# young and stupid finance troubles (Oz)



## electicdoe (29 Jun 2008)

ok im totaly stuck
My base rate of income is au$1200 through to 1700 because of shift work a fortnight
MY expenses are when i move out will be

FORTNIGHTLY
Car  $450
Repayment of another loan: $60
Insurance $200
Rent $400
food $200
Credit card $100 (I owe $4000)
Fuel $200

that equals to $1710 a fortnight roughly



i have a crap credit report rating and i would like to get rid of my car but i have had it for only a year:
Bought for $48 000  and probly have just about paid of the interest. It is costing me too much in fuel and i want to get rid of it. But i have ahad it such a short amount of time. 

im young and dumb and would like some peoples advice on which way would be best to tackle the situation.

thanks everyone im so stuck


----------



## extopia (29 Jun 2008)

*Re: young and stupid finance troubles*

Your listed expenses only come to 1610, so you're 100 better off already 

You're right - the car is your biggest problem, seems to account for 55% of your take home pay (assuming the insurance you mentioned is car insurance). Without the shift work, you wouldn't be able to eat or pay rent. (How on earth did you manage to get financing for this car, with your income and "crap" credit report?)

Soudns like ou need to take the hit and get rid of the car - problem is you'll probably be unable to sell it for what you owe on it, so you won't have the funds to buy a new car.

Is getting a bus to work an option?


----------



## electicdoe (29 Jun 2008)

*Re: young and stupid finance troubles*

thanks mate. i can get another car cheap as chips. but the problem is getting rid of this car and cutting my losses i just dont know how to do it.
thanks


----------



## extopia (29 Jun 2008)

You do know this is an Irish site, on which Irish financial affairs are discussed?


----------



## rmelly (29 Jun 2008)

*Re: young and stupid finance troubles*



electicdoe said:


> thanks mate. i can get another car cheap as chips. but the problem is getting rid of this car and cutting my losses i just dont know how to do it.
> thanks


 
How did you buy it, what is the term of the loan? Did you put any cash towards it yourself, or did you borrow the entire 48k?


----------



## so-crates (29 Jun 2008)

electicdoe said:


> ok im totaly stuck
> My base rate of income is au$1200 through to 1700 because of shift work a fortnight
> 
> MY expenses are *when i move out* will be
> ...


 
Why are you moving out? Is your rent likely to increase to $400 or is it currently at that level? Do you have an option to stay where you are (at parents?) Would it be cheaper to do so? At least for a while it might be worth considering. 

As another poster pointed out, this is an Irish financial website so it may not be the most productive forum in which to post a query regarding your car. 

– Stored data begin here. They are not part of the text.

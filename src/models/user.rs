//! User model

use chrono::{DateTime, Utc};
use serde::{Deserialize, Serialize};

/// A registered account.
///
/// Accounts created through a login provider carry the provider name and the
/// provider's user id; locally registered accounts leave both empty.
#[derive(Debug, Clone, Serialize, Deserialize)]
pub struct User {
    /// Unique identifier
    pub id: i64,
    /// Display name
    pub name: String,
    /// Username (unique)
    pub username: String,
    /// Email address (unique)
    pub email: String,
    /// Password hash (argon2)
    #[serde(skip_serializing)]
    pub password_hash: String,
    pub admin: bool,
    pub provider: String,
    pub provider_id: String,
    pub created_at: DateTime<Utc>,
    pub updated_at: DateTime<Utc>,
}

impl User {
    /// Whether `self` may edit a resource authored by `author_id`
    pub fn can_edit(&self, author_id: i64) -> bool {
        self.admin || self.id == author_id
    }
}

/// Input for registering a local account
#[derive(Debug, Clone, Default, Deserialize)]
pub struct RegisterInput {
    #[serde(default)]
    pub name: String,
    #[serde(default)]
    pub username: String,
    #[serde(default)]
    pub email: String,
    #[serde(default)]
    pub password: String,
    #[serde(default)]
    pub password_confirmation: String,
}

/// Input for updating an account. Blank password and email mean "unchanged".
#[derive(Debug, Clone, Default, Deserialize)]
pub struct UpdateUserInput {
    #[serde(default)]
    pub name: String,
    #[serde(default)]
    pub username: String,
    #[serde(default)]
    pub email: String,
    #[serde(default)]
    pub password: String,
    #[serde(default)]
    pub password_confirmation: String,
    /// Checkbox value; only honoured when the editor is an admin
    #[serde(default)]
    pub admin: Option<String>,
}

impl UpdateUserInput {
    /// Interpret the admin checkbox
    pub fn admin_flag(&self) -> bool {
        matches!(
            self.admin.as_deref(),
            Some("on") | Some("true") | Some("1")
        )
    }
}

/// Email + password login form
#[derive(Debug, Clone, Default, Deserialize)]
pub struct LoginInput {
    #[serde(default)]
    pub email: String,
    #[serde(default)]
    pub password: String,
}

#[cfg(test)]
mod tests {
    use super::*;

    fn user(id: i64, admin: bool) -> User {
        let now = Utc::now();
        User {
            id,
            name: "Ada".to_string(),
            username: "ada".to_string(),
            email: "ada@example.com".to_string(),
            password_hash: "hash".to_string(),
            admin,
            provider: String::new(),
            provider_id: String::new(),
            created_at: now,
            updated_at: now,
        }
    }

    #[test]
    fn test_can_edit() {
        assert!(user(1, false).can_edit(1));
        assert!(!user(1, false).can_edit(2));
        assert!(user(1, true).can_edit(2));
    }

    #[test]
    fn test_password_hash_not_serialized() {
        let json = serde_json::to_string(&user(1, false)).unwrap();
        assert!(!json.contains("password_hash"));
        assert!(json.contains("\"username\":\"ada\""));
    }

    #[test]
    fn test_admin_flag() {
        let mut input = UpdateUserInput::default();
        assert!(!input.admin_flag());
        input.admin = Some("on".to_string());
        assert!(input.admin_flag());
    }
}
use axum::extract::State;
use axum::http::StatusCode;
use axum::response::Response;
use tera::Context;

use super::Pager;
use crate::models::ListParams;
use crate::services::tag as tag_service;
use crate::web::context::RequestContext;
use crate::web::error::AppResult;
use crate::web::state::AppState;

/// Latest posts and the tag list
pub async fn index(State(state): State<AppState>, mut ctx: RequestContext) -> AppResult<Response> {
    let params = ListParams::default();
    let posts = state.posts.list(ctx.conn().await?, &params).await?;
    let tags = tag_service::list(ctx.conn().await?, &params).await?;

    let mut view = Context::new();
    view.insert("pager", &Pager::from(&posts));
    view.insert("posts", &posts.items);
    view.insert("tags", &tags.items);
    ctx.render(StatusCode::OK, "index.html", view).await
}
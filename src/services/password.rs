//! Account passwords
//!
//! Registration and password changes store an Argon2id PHC string; the login
//! form checks against it. Accounts created through GitHub get a hash of a
//! throwaway secret so the column is never empty.

use anyhow::{anyhow, Result};
use argon2::{
    password_hash::{
        rand_core::OsRng, Error as HashError, PasswordHash, PasswordHasher, PasswordVerifier,
        SaltString,
    },
    Argon2,
};

pub fn hash_password(password: &str) -> Result<String> {
    let salt = SaltString::generate(&mut OsRng);
    Argon2::default()
        .hash_password(password.as_bytes(), &salt)
        .map(|hash| hash.to_string())
        .map_err(|e| anyhow!("Failed to hash password: {}", e))
}

/// Whether `password` matches the stored `hash`. A stored value that is not
/// a PHC string is an error, not a mismatch.
pub fn verify_password(password: &str, hash: &str) -> Result<bool> {
    let parsed =
        PasswordHash::new(hash).map_err(|e| anyhow!("Stored password hash is malformed: {}", e))?;

    match Argon2::default().verify_password(password.as_bytes(), &parsed) {
        Ok(()) => Ok(true),
        Err(HashError::Password) => Ok(false),
        Err(e) => Err(anyhow!("Failed to verify password: {}", e)),
    }
}

/// Hash for accounts that sign in through a login provider only
pub fn unusable_password_hash() -> Result<String> {
    hash_password(&uuid::Uuid::new_v4().to_string())
}

#[cfg(test)]
mod tests {
    use super::*;

    #[test]
    fn test_registration_length_passwords_verify() {
        // shortest and longest passwords the registration form accepts
        for password in ["secret", "twenty-characters-ok"] {
            let hash = hash_password(password).unwrap();
            assert!(hash.starts_with("$argon2id$"));
            assert!(!hash.contains(password));
            assert!(verify_password(password, &hash).unwrap());
        }
    }

    #[test]
    fn test_same_password_gets_fresh_salt() {
        let ada = hash_password("secret123").unwrap();
        let bob = hash_password("secret123").unwrap();
        assert_ne!(ada, bob);
        assert!(verify_password("secret123", &bob).unwrap());
    }

    #[test]
    fn test_wrong_login_password_is_a_mismatch() {
        let hash = hash_password("secret123").unwrap();
        assert!(!verify_password("Secret123", &hash).unwrap());
        assert!(!verify_password("", &hash).unwrap());
    }

    #[test]
    fn test_malformed_stored_hash_is_an_error() {
        assert!(verify_password("secret123", "").is_err());
        assert!(verify_password("secret123", "plain-text-password").is_err());
    }

    #[test]
    fn test_provider_account_rejects_form_passwords() {
        let hash = unusable_password_hash().unwrap();
        assert!(hash.starts_with("$argon2id$"));
        for attempt in ["", "secret123", "password"] {
            assert!(!verify_password(attempt, &hash).unwrap());
        }
    }
}
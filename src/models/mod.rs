//! Data models
//!
//! Database entities (User, Post, Tag, TagPost, Comment), the form inputs that
//! create them, and the pagination containers used by list pages.

mod comment;
mod pagination;
mod post;
mod tag;
mod user;

pub use comment::{Comment, CommentInput, CommentWithAuthor};
pub use pagination::{ListParams, PagedResult, DEFAULT_PER_PAGE};
pub use post::{ImageUpload, Post, PostDetail, PostInput};
pub use tag::{Tag, TagPost, TagWithCount};
pub use user::{LoginInput, RegisterInput, UpdateUserInput, User};
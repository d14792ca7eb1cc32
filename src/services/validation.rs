//! Form validation
//!
//! Validators are plain functions returning `Option<FieldError>`; a form runs
//! a list of them through [`validate`] and gets back every failure keyed by
//! field name.

use once_cell::sync::Lazy;
use regex::Regex;
use serde::Serialize;
use std::collections::BTreeMap;

static EMAIL_RE: Lazy<Regex> = Lazy::new(|| {
    Regex::new(r"^[^@\s]+@[^@\s]+\.[^@\s]+$").expect("email regex is valid")
});

/// A single failed rule
#[derive(Debug, Clone, PartialEq, Eq)]
pub struct FieldError {
    pub field: String,
    pub message: String,
}

impl FieldError {
    pub fn new(field: impl Into<String>, message: impl Into<String>) -> Self {
        Self {
            field: field.into(),
            message: message.into(),
        }
    }
}

/// Every failed rule of a form, grouped by field
#[derive(Debug, Clone, Default, PartialEq, Eq, Serialize)]
#[serde(transparent)]
pub struct FieldErrors(BTreeMap<String, Vec<String>>);

impl FieldErrors {
    pub fn new() -> Self {
        Self::default()
    }

    /// Errors holding a single message
    pub fn single(field: impl Into<String>, message: impl Into<String>) -> Self {
        let mut errors = Self::new();
        errors.add(field, message);
        errors
    }

    pub fn add(&mut self, field: impl Into<String>, message: impl Into<String>) {
        self.0.entry(field.into()).or_default().push(message.into());
    }

    pub fn push(&mut self, error: FieldError) {
        self.add(error.field, error.message);
    }

    pub fn push_opt(&mut self, error: Option<FieldError>) {
        if let Some(error) = error {
            self.push(error);
        }
    }

    pub fn merge(&mut self, other: FieldErrors) {
        for (field, messages) in other.0 {
            self.0.entry(field).or_default().extend(messages);
        }
    }

    pub fn has_any(&self) -> bool {
        !self.0.is_empty()
    }

    /// Messages recorded for `field`
    pub fn get(&self, field: &str) -> &[String] {
        self.0.get(field).map(Vec::as_slice).unwrap_or(&[])
    }

    /// `Err(self)` when anything failed
    pub fn into_result(self) -> Result<(), FieldErrors> {
        if self.has_any() {
            Err(self)
        } else {
            Ok(())
        }
    }
}

impl std::fmt::Display for FieldErrors {
    fn fmt(&self, f: &mut std::fmt::Formatter<'_>) -> std::fmt::Result {
        let messages: Vec<&str> = self
            .0
            .values()
            .flat_map(|m| m.iter().map(String::as_str))
            .collect();
        write!(f, "{}", messages.join(" "))
    }
}

/// Run validators and collect their failures
pub fn validate<I>(checks: I) -> FieldErrors
where
    I: IntoIterator<Item = Option<FieldError>>,
{
    let mut errors = FieldErrors::new();
    for error in checks.into_iter().flatten() {
        errors.push(error);
    }
    errors
}

/// `"Title can not be blank."` style check on the trimmed value
pub fn string_is_present(field: &str, label: &str, value: &str) -> Option<FieldError> {
    if value.trim().is_empty() {
        Some(FieldError::new(field, format!("{} can not be blank.", label)))
    } else {
        None
    }
}

pub fn email_like(field: &str, value: &str) -> Option<FieldError> {
    if EMAIL_RE.is_match(value.trim()) {
        None
    } else {
        Some(FieldError::new(field, "Email does not match the email format."))
    }
}

/// Character count within `min..=max`
pub fn length_in_range(
    field: &str,
    value: &str,
    min: usize,
    max: usize,
    message: &str,
) -> Option<FieldError> {
    let len = value.chars().count();
    if len < min || len > max {
        Some(FieldError::new(field, message))
    } else {
        None
    }
}

pub fn strings_match(field: &str, value: &str, other: &str, message: &str) -> Option<FieldError> {
    if value == other {
        None
    } else {
        Some(FieldError::new(field, message))
    }
}

#[cfg(test)]
mod tests {
    use super::*;

    #[test]
    fn test_validate_collects_failures() {
        let errors = validate([
            string_is_present("title", "Title", "  "),
            string_is_present("content", "Content", "body"),
            length_in_range("password", "abc", 6, 20, "Password is too weak."),
        ]);

        assert!(errors.has_any());
        assert_eq!(errors.get("title"), ["Title can not be blank."]);
        assert!(errors.get("content").is_empty());
        assert_eq!(errors.get("password"), ["Password is too weak."]);
    }

    #[test]
    fn test_email_like() {
        assert!(email_like("email", "ada@example.com").is_none());
        assert!(email_like("email", "ada@example").is_some());
        assert!(email_like("email", "not an email").is_some());
    }

    #[test]
    fn test_length_counts_chars() {
        assert!(length_in_range("p", "ééééé", 5, 5, "bad").is_none());
        assert!(length_in_range("p", &"x".repeat(21), 6, 20, "bad").is_some());
    }

    #[test]
    fn test_strings_match() {
        assert!(strings_match("p", "a", "a", "mismatch").is_none());
        assert_eq!(
            strings_match("p", "a", "b", "Passwords do not match").map(|e| e.message),
            Some("Passwords do not match".to_string())
        );
    }

    #[test]
    fn test_merge_and_serialize() {
        let mut errors = FieldErrors::single("email", "Email is already being used.");
        errors.merge(FieldErrors::single("email", "Email does not match the email format."));

        assert_eq!(errors.get("email").len(), 2);
        let json = serde_json::to_value(&errors).unwrap();
        assert_eq!(json["email"][0], "Email is already being used.");
        assert!(errors.into_result().is_err());
        assert!(FieldErrors::new().into_result().is_ok());
    }
}
//! GitHub login
//!
//! Implements the authorization-code flow: redirect to GitHub, exchange the
//! returned code for an access token, then read the user's profile.

use serde::Deserialize;
use std::time::Duration;

use super::user::ProviderProfile;
use crate::config::GithubConfig;

pub const PROVIDER: &str = "github";

const AUTHORIZE_URL: &str = "https://github.com/login/oauth/authorize";
const TOKEN_URL: &str = "https://github.com/login/oauth/access_token";
const API_URL: &str = "https://api.github.com";

/// Error type for the login flow
#[derive(Debug, thiserror::Error)]
pub enum OAuthError {
    #[error("GitHub request failed: {0}")]
    Request(#[from] reqwest::Error),

    /// GitHub answered but refused the exchange
    #[error("GitHub rejected the login: {0}")]
    Rejected(String),
}

#[derive(Debug, Deserialize)]
struct TokenResponse {
    access_token: Option<String>,
    error: Option<String>,
    error_description: Option<String>,
}

#[derive(Debug, Deserialize)]
struct GithubUser {
    id: i64,
    login: String,
    name: Option<String>,
    email: Option<String>,
}

impl From<GithubUser> for ProviderProfile {
    fn from(user: GithubUser) -> Self {
        // private emails come back as null
        let email = user
            .email
            .filter(|e| !e.trim().is_empty())
            .unwrap_or_else(|| format!("{}@users.noreply.github.com", user.login));
        ProviderProfile {
            provider: PROVIDER.to_string(),
            provider_id: user.id.to_string(),
            name: user.name.unwrap_or_default(),
            nickname: user.login,
            email,
        }
    }
}

/// GitHub OAuth application client
pub struct GithubOAuth {
    client: reqwest::Client,
    config: GithubConfig,
    token_url: String,
    api_url: String,
}

impl GithubOAuth {
    pub fn new(config: GithubConfig) -> Result<Self, OAuthError> {
        let client = reqwest::Client::builder()
            .user_agent(concat!("quillpad/", env!("CARGO_PKG_VERSION")))
            .timeout(Duration::from_secs(15))
            .build()?;
        Ok(Self {
            client,
            config,
            token_url: TOKEN_URL.to_string(),
            api_url: API_URL.to_string(),
        })
    }

    /// URL the browser is sent to; `state` comes back on the callback
    pub fn authorize_url(&self, state: &str) -> String {
        format!(
            "{}?client_id={}&redirect_uri={}&scope={}&state={}",
            AUTHORIZE_URL,
            urlencoding::encode(&self.config.client_id),
            urlencoding::encode(&self.config.callback_url),
            urlencoding::encode("read:user user:email"),
            urlencoding::encode(state),
        )
    }

    async fn exchange_code(&self, code: &str) -> Result<String, OAuthError> {
        let response: TokenResponse = self
            .client
            .post(&self.token_url)
            .header(reqwest::header::ACCEPT, "application/json")
            .form(&[
                ("client_id", self.config.client_id.as_str()),
                ("client_secret", self.config.client_secret.as_str()),
                ("code", code),
                ("redirect_uri", self.config.callback_url.as_str()),
            ])
            .send()
            .await?
            .error_for_status()?
            .json()
            .await?;

        match response.access_token {
            Some(token) if !token.is_empty() => Ok(token),
            _ => Err(OAuthError::Rejected(
                response
                    .error_description
                    .or(response.error)
                    .unwrap_or_else(|| "no access token returned".to_string()),
            )),
        }
    }

    async fn fetch_profile(&self, token: &str) -> Result<ProviderProfile, OAuthError> {
        let user: GithubUser = self
            .client
            .get(format!("{}/user", self.api_url))
            .header(reqwest::header::ACCEPT, "application/vnd.github+json")
            .bearer_auth(token)
            .send()
            .await?
            .error_for_status()?
            .json()
            .await?;
        Ok(user.into())
    }

    /// Turn a callback `code` into the caller's GitHub identity
    pub async fn complete(&self, code: &str) -> Result<ProviderProfile, OAuthError> {
        let token = self.exchange_code(code).await?;
        self.fetch_profile(&token).await
    }
}
//! Pagination types shared by every list page

use serde::{Deserialize, Serialize};

/// Default number of rows per page
pub const DEFAULT_PER_PAGE: u32 = 20;

/// Pagination parameters, read from the `page` and `per_page` query values
#[derive(Debug, Clone, Copy, Serialize, Deserialize, PartialEq, Eq)]
pub struct ListParams {
    /// Page number (1-indexed)
    #[serde(default = "default_page")]
    pub page: u32,
    /// Number of items per page
    #[serde(default = "default_per_page")]
    pub per_page: u32,
}

fn default_page() -> u32 {
    1
}

fn default_per_page() -> u32 {
    DEFAULT_PER_PAGE
}

impl Default for ListParams {
    fn default() -> Self {
        Self {
            page: 1,
            per_page: DEFAULT_PER_PAGE,
        }
    }
}

impl ListParams {
    /// Create new pagination parameters
    pub fn new(page: u32, per_page: u32) -> Self {
        Self {
            page: page.max(1),
            per_page: per_page.clamp(1, 100),
        }
    }

    /// Clamp values that came straight from a query string
    pub fn normalized(self) -> Self {
        Self::new(self.page, self.per_page)
    }

    /// Calculate the offset for database queries
    pub fn offset(&self) -> i64 {
        (self.page.saturating_sub(1) as i64) * self.per_page as i64
    }

    /// Get the limit for database queries
    pub fn limit(&self) -> i64 {
        self.per_page as i64
    }
}

/// Paginated result container
#[derive(Debug, Clone, Serialize)]
pub struct PagedResult<T> {
    /// Items in the current page
    pub items: Vec<T>,
    /// Total number of items across all pages
    pub total: i64,
    /// Current page number (1-indexed)
    pub page: u32,
    /// Number of items per page
    pub per_page: u32,
    pub total_pages: u32,
}

impl<T> PagedResult<T> {
    /// Create a new paginated result
    pub fn new(items: Vec<T>, total: i64, params: &ListParams) -> Self {
        let per_page = params.per_page.max(1) as i64;
        let total_pages = ((total.max(0) + per_page - 1) / per_page) as u32;
        Self {
            items,
            total,
            page: params.page,
            per_page: params.per_page,
            total_pages,
        }
    }

    /// Check if there is a next page
    pub fn has_next(&self) -> bool {
        self.page < self.total_pages
    }

    /// Check if there is a previous page
    pub fn has_prev(&self) -> bool {
        self.page > 1
    }

    /// Convert the items, keeping the page bookkeeping
    pub fn map<U>(self, f: impl FnMut(T) -> U) -> PagedResult<U> {
        PagedResult {
            items: self.items.into_iter().map(f).collect(),
            total: self.total,
            page: self.page,
            per_page: self.per_page,
            total_pages: self.total_pages,
        }
    }
}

Are you only paying the minimum amount on your credit card? Are you still using your credit card? Your car is expensive and is undoubtedly the heaviest burden you are carrying but I think given the debt you have run up on your credit card and the presence of another loan it is not unreasonable to surmise that you are spending more than you earn on a regular basis. It isn't the best position to be in when you decide to move out.

Have you gone through your expenditure on a daily basis and looked at whether you are spending money you should not be spending? If not it would be sensible to start a spending diary. There is a thread here dealing with spending diaries http://www.askaboutmoney.com/showthread.php?t=81144


----------